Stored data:
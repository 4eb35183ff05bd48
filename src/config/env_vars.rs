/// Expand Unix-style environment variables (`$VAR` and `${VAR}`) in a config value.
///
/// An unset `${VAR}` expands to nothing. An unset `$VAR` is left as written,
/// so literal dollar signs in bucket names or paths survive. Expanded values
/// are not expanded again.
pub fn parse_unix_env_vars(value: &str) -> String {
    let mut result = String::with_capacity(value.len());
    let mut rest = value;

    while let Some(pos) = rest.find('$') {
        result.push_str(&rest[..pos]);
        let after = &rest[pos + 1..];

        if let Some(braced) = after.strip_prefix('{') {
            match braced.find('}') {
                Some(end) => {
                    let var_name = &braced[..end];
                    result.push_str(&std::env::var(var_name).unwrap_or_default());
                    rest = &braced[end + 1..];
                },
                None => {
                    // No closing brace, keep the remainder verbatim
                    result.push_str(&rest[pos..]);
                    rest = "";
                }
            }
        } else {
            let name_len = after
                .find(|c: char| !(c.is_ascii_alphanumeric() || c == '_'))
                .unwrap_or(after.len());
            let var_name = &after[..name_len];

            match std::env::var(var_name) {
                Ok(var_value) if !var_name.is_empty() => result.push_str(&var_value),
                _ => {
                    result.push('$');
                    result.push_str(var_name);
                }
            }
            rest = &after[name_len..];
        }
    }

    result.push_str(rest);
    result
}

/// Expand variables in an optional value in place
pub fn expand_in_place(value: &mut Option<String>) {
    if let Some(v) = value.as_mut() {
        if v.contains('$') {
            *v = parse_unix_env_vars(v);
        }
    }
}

• YOUR GOAL:
Copy out all the records exactly.

• RESPONSE:
repository 4eb35183ff05bd48
filename src/config/env_vars.rs
/// Expand Unix-style environment variables (`$VAR` and `${VAR}`) in a config value.
///
/// An unset `${VAR}` expands to nothing. An unset `$VAR` is left as written,
/// so literal dollar signs in bucket names or paths survive. Expanded values
/// are not expanded again.
pub fn parse_unix_env_vars(value: &str) -> String {
    let mut result = String::with_capacity(value.len());
    let mut rest = value;

    while let Some(pos) = rest.find('$') {
        result.push_str(&rest[..pos]);
        let after = &rest[pos + 1..];

        if let Some(braced) = after.strip_prefix('{') {
            match braced.find('}') {
                Some(end) => {
                    let var_name = &braced[..end];
                    result.push_str(&std::env::var(var_name).unwrap_or_default());
                    rest = &braced[end + 1..];
                },
                None => {
                    // No closing brace, keep the remainder verbatim
                    result.push_str(&rest[pos..]);
                    rest = "";
                }
            }
        } else {
            let name_len = after
                .find(|c: char| !(c.is_ascii_alphanumeric() || c == '_'))
                .unwrap_or(after.len());
            let var_name = &after[..name_len];

            match std::env::var(var_name) {
                Ok(var_value) if !var_name.is_empty() => result.push_str(&var_value),
                _ => {
                    result.push('$');
                    result.push_str(var_name);
                }
            }
            rest = &after[name_len..];
        }
    }

    result.push_str(rest);
    result
}

/// Expand variables in an optional value in place
pub fn expand_in_place(value: &mut Option<String>) {
    if let Some(v) = value.as_mut() {
        if v.contains('$') {
            *v = parse_unix_env_vars(v);
        }
    }
}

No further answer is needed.